_Required work_
Return, from the data that follows, each line that holds the word "OrderViews".

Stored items

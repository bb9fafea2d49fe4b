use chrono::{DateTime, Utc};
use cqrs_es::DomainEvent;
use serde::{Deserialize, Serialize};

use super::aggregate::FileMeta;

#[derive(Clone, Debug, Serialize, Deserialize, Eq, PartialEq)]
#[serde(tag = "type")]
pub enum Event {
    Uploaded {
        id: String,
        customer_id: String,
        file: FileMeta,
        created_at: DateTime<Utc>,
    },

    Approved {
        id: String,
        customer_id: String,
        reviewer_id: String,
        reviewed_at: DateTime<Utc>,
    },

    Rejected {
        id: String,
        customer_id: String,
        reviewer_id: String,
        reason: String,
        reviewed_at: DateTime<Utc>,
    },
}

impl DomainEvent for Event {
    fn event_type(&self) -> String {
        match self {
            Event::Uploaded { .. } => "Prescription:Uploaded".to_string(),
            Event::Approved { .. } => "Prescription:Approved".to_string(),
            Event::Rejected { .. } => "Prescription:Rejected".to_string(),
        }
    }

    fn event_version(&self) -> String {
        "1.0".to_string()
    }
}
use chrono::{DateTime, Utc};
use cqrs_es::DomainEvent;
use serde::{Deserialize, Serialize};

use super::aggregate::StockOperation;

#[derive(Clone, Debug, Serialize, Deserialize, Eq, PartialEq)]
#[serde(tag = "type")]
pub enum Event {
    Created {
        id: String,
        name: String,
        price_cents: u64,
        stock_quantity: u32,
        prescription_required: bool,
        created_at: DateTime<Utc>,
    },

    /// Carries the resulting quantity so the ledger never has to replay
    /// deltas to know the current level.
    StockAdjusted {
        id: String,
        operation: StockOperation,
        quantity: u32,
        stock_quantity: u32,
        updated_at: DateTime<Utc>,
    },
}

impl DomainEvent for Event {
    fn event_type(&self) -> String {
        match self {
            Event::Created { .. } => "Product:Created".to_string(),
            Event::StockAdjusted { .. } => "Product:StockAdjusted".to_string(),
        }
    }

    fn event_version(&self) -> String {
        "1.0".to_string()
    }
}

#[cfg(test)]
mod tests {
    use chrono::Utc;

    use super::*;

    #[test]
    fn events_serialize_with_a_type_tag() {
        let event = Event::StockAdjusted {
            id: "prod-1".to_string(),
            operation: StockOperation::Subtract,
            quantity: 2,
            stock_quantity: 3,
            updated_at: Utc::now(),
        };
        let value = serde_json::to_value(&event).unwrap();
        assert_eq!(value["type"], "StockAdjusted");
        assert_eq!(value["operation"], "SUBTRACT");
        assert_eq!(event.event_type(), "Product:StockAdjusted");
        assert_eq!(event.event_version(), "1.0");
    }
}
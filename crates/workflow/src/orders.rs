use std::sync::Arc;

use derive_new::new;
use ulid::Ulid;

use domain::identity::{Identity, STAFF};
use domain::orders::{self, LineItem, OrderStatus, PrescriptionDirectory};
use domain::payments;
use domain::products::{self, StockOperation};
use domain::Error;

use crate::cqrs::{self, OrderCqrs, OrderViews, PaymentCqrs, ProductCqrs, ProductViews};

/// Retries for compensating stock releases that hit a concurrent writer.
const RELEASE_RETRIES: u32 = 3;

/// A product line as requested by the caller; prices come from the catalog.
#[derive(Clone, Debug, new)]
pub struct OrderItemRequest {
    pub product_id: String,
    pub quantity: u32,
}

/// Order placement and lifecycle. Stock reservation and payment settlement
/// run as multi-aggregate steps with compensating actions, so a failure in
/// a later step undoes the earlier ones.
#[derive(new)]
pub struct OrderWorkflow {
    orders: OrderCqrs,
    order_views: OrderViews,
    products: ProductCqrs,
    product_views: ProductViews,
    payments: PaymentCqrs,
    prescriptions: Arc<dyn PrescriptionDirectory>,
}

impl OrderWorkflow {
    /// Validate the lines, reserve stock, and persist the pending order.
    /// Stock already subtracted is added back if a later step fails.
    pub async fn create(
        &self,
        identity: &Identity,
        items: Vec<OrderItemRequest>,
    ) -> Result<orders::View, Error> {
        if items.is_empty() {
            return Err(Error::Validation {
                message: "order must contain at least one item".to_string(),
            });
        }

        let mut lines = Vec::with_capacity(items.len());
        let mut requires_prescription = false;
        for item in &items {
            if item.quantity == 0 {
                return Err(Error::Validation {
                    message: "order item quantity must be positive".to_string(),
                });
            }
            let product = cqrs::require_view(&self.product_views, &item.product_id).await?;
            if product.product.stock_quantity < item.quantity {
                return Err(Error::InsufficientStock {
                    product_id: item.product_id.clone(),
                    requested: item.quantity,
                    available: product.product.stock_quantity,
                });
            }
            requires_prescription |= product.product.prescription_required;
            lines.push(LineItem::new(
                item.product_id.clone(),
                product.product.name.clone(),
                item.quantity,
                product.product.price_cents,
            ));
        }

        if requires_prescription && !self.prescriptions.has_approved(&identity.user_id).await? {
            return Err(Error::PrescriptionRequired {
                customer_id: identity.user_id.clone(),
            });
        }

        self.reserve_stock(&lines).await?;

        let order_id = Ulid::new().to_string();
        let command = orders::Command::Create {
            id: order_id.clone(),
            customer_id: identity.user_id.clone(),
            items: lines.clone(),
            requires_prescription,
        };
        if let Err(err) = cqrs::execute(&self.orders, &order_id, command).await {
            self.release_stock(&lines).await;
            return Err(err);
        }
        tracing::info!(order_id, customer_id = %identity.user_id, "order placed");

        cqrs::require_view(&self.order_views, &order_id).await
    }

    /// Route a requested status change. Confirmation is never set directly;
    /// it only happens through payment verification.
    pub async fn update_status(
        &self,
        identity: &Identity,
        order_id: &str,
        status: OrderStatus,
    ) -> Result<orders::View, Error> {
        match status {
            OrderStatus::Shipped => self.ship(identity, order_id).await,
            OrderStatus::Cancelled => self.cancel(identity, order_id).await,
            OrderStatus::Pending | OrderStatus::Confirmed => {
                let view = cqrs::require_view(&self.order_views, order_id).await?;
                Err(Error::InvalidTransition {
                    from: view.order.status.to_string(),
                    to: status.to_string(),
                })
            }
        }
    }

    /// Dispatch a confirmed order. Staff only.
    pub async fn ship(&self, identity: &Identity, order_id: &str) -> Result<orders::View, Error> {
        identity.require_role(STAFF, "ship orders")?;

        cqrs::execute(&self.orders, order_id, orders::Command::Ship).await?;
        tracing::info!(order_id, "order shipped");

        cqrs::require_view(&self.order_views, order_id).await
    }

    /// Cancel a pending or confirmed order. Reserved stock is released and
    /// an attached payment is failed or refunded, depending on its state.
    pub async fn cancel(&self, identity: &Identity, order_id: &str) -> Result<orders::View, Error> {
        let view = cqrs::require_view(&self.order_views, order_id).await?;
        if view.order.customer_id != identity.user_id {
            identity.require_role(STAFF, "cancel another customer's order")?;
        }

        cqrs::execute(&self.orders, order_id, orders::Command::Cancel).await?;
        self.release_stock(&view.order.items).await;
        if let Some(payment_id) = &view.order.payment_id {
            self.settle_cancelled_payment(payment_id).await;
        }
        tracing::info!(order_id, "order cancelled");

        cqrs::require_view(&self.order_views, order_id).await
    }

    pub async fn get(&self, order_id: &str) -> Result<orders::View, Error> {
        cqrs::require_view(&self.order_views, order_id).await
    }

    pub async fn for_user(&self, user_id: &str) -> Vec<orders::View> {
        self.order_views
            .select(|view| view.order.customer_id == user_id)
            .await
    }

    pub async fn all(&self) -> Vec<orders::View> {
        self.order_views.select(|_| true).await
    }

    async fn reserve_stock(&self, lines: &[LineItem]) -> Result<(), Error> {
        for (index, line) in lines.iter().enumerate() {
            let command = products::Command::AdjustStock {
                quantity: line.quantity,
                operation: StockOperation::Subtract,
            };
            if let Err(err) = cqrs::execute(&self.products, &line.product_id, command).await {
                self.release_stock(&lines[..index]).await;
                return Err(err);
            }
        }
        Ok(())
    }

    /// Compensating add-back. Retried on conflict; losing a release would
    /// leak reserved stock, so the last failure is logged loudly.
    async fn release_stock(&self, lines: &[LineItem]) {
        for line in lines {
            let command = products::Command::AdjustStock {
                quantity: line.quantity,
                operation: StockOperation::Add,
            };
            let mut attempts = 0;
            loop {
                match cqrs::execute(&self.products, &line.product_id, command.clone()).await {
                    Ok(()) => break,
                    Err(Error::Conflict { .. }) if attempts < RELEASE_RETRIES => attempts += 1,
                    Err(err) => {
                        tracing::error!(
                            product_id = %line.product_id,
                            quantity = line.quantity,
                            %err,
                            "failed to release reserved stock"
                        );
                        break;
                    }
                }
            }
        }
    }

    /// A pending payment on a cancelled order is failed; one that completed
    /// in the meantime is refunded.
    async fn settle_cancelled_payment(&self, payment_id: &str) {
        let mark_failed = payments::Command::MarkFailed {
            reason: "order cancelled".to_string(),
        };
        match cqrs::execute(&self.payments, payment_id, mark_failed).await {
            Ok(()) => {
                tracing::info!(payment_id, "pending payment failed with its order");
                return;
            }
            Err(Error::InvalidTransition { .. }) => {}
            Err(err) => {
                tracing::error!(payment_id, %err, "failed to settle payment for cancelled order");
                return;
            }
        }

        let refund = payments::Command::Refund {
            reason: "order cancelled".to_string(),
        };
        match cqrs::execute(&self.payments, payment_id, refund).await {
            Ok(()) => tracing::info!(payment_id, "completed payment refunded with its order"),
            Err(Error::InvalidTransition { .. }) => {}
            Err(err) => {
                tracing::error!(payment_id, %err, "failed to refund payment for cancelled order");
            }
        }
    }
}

_Response to this task_
use crate::cqrs::{self, OrderCqrs, OrderViews, PaymentCqrs, ProductCqrs, ProductViews};
    order_views: OrderViews,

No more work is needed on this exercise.